Back to the first week-end of April 2022. Redditors are now deep in a race to self-organize. I looked around a bit, and it was already a fascinating ecosystem. There were old subreddits resurrected from the 2017 r/place, bent on not falling into the same traps. R/placefrance wanted to get Asterix in there this time, and was negotiating alliances with the Czechs to get it there. Coordination discords were popping up everywhere.
And there was OSU. Not Ohio State University — an old rhythm game with a pink bubble. No, I had never heard of it before either, but they quickly became one of my favorite Reddit factions. Last year they got wiped out from the final map, so they devised a plan this year of assigning a guardian to every single pixel of their logo in a huge spreadsheet (spoiler: this year's endgame was different so plan was moot).
The twitch streamers barged in, sending their hundreds of viewers on attack crusades, opposed by fierce defenders of opposing streamers:
The bot vs. non-bot question was a recurring debate. Mostly, people were awed at the mere dedication and unity of the streamers’ audiences.
The level of organization and sheer determination to rebuild in some factions was a thing to behold. OSU’s organization by birth months to assign sectors to defend on the logo, their dedication to diplomacy with smaller factions and loyalty, earned it many a meme.
France was organized by birthday season. Kameto, one of the key French streamers, would call out each season wave, every minute, so that the four seasons could cover the 5 minute interval — as a pixel war between French streamers and an alliance of Spanish streamers and xQc ended up attracting a lot of the attention on the last day, and, again, all kinds of theories about whether or not the French were using bots.
It all ended in a whiteout, where people could only place white pixels. The French made a last attempt at writing FRA in big white letters, xQc and other foes tried to thwart them, various people made all faces on the place art shed white tears, and soon it was all over.
There was palpable sadness, a genuine sense that something beautiful had ended. It reminded me of the gaping hole and sense of an emotional unmooring that sets in after a meaningful endeavor is over, a performance capping off months of practice and rehearsals, when everyone goes home missing the rudder that had steadied them.
In just a few days, with the simplest of rules, r/place had given birth to a rich culture. It had its rituals and shared private jokes, like Canada never quite managing to draw their leaf and regularly turning into Banana; its villains, like xQc and his purple void, that some Redditors welcomed as a cruel but necessary destructive force to allow for richer creation to take place; its heroes, the larger communities defending the smaller ones against attacks; its geography and carefully documented art. And its many epic stories and sub narratives, from amogi finding a million ways to colonize the canvas, sometimes obviously, sometimes in a kind of symbiotic invasion, to French baguettes cropping up everywhere and censoring uncovered breasts.

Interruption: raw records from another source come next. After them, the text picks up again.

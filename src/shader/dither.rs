/// Floyd–Steinberg error diffusion against range-selected palette
/// subsets.
///
/// The grid is traversed column-major (all `y` for one `x`), so the two
/// rolling error rows run along `y`: `err_curr` carries error into the
/// current column, `err_next` collects error for the next one. Both are
/// `height + 2` long so the kernel can write `y-1..=y+1` without bounds
/// checks. The caller swaps the rows after each column.
///
/// Error weights are the classic 7/16 (ahead), 3/16, 5/16, 1/16 (next
/// column), mapped onto the rolling rows.

use crate::colour::Rgb;
use crate::manifest::Definition;
use crate::palette::Palette;

use super::ShaderOutput;

/// The three palette subset views one dithering pass matches against.
pub(crate) struct PaletteSubsets {
    pub regular: Vec<Rgb>,
    pub primary_cc: Vec<Rgb>,
    pub secondary_cc: Vec<Rgb>,
}

impl PaletteSubsets {
    pub(crate) fn new(palette: &Palette) -> Self {
        Self {
            regular: palette.regular_palette(),
            primary_cc: palette.primary_company_colour_palette(),
            secondary_cc: palette.secondary_company_colour_palette(),
        }
    }
}

#[inline]
fn square_diff(a: f64, b: f64) -> f64 {
    let diff = a - b;
    diff * diff
}

/// Palette index minimising squared RGB distance to `target`.
///
/// Sentinel entries (magenta, or white with magenta's red/blue) are never
/// picked. First index wins ties; an exact match exits early.
pub(crate) fn best_index(target: Rgb, palette: &[Rgb]) -> u8 {
    let mut best_index = 0usize;
    let mut best_sum = f64::MAX;

    for (index, p) in palette.iter().enumerate() {
        if p.r > 65000.0 && (p.g == 0.0 || p.g > 65000.0) && p.b > 65000.0 {
            continue;
        }

        let sum =
            square_diff(target.r, p.r) + square_diff(target.g, p.g) + square_diff(target.b, p.b);
        if sum < best_sum {
            best_index = index;
            best_sum = sum;
            if sum == 0.0 {
                break;
            }
        }
    }

    best_index as u8
}

/// Dither one pixel: choose its palette index, update its mask flags and
/// diffuse the quantization error into the rolling rows.
pub(crate) fn dither_pixel(
    output: &mut ShaderOutput,
    x: usize,
    y: usize,
    def: &Definition,
    subsets: &PaletteSubsets,
    err_curr: &mut [Rgb],
    err_next: &mut [Rgb],
) -> u8 {
    let info = *output.at(x, y);
    let range = def.palette.range_flags(info.modal_index);

    // A special-colour pixel above acts as a diffusion boundary: its
    // error never bleeds into this pixel.
    let above_is_special = y > 0 && def.palette.is_special_colour(output.at(x, y - 1).modal_index);

    let mut target = Rgb::default();
    let best;

    if info.alpha < def.manifest.edge_threshold {
        best = 0;
    } else if range.is_primary_company_colour {
        target = if above_is_special {
            info.special_colour
        } else {
            info.special_colour + err_curr[y + 1]
        };
        best = best_index(target, &subsets.primary_cc);
    } else if range.is_secondary_company_colour {
        target = if above_is_special {
            info.special_colour
        } else {
            info.special_colour + err_curr[y + 1]
        };
        best = best_index(target, &subsets.secondary_cc);
    } else if range.is_animated_light {
        output.at_mut(x, y).is_animated = true;
        // Animated lights keep their modal index; setting the target to
        // the palette colour makes the diffused error exactly zero.
        best = info.modal_index;
        target = def.palette.colour(best);
    } else {
        target = if above_is_special {
            info.colour
        } else {
            info.colour + err_curr[y + 1]
        };
        best = best_index(target, &subsets.regular);
    }

    {
        let cell = output.at_mut(x, y);
        cell.dithered_index = best;
        if def.palette.is_special_colour(best) {
            cell.is_mask_colour = true;
        }
    }

    let error = if info.alpha >= def.manifest.edge_threshold {
        (target - def.palette.colour(best)).clamp()
    } else {
        Rgb::default()
    };

    err_next[y] += error * (3.0 / 16.0);
    err_next[y + 1] += error * (5.0 / 16.0);
    err_next[y + 2] += error * (1.0 / 16.0);
    err_curr[y + 2] += error * (7.0 / 16.0);

    // Current cell's incoming error is consumed.
    err_curr[y + 1] = Rgb::default();

    best
}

What I loved most about r/place, though, was that it gave people a real place of community, some people for whom the “in real life” communities don’t work so well, people who get told by extroverted normies to get out more and stop wearing pajamas and being awkward. I got teary eyed reading some of the posts on r/place after it had ended:
"This event made me feel like a part of the world for the first time, like a part of a truly global community working together towards the common goal (for the most part). Back to my lonesome cave now it is." “It was such a lovely experience. Everyone came together in one way or another and now it’s done. Maybe I’ll see you around. Until next time at r/place” (from here)
“I have a young daughter. During this project between classes, meals, sleeping, just about any time she had she wanted to add her dot to the project. Now it really hurt her watching people mess with the Canadian flag, but she persisted. One red dot at a time, she worked tirelessly to try to fix the flag.
When the white took over, her tiny little heart nearly broke. So today she and I spent a few HOURS after school looking at and appreciating all the little pieces of art that made r/place.
She loved seeing mom and dads hockey teams, she was bummed her beloved Winnipeg Jets weren't represented (I'm going to take another peak and see if we missed it), she knew mom's rainbow flag right away, she chuckled every time she found an amungus, she squealed at the Lego logo, she ran to get big sister every time she found a character from My Little Pony, there was A LOT of talk about Minecraft, we learned about the world's flags, we talked about bullies (yeah you know what I'm talking about) and why they might find joy in destruction of people's hard work and their inability to share. […] Anyways, a million thanks from me to all of you. A million more thanks from my daughter. This has been more than just something we shared as a community, but something I get to share with my girl as well. Sometimes it's really hard to connect with someone on the spectrum, but I think this is one thing we will continue to enjoy together ❤️” (from a heartfelt post from a mother connecting with her daughter on r/place and the many posts from the aftermath).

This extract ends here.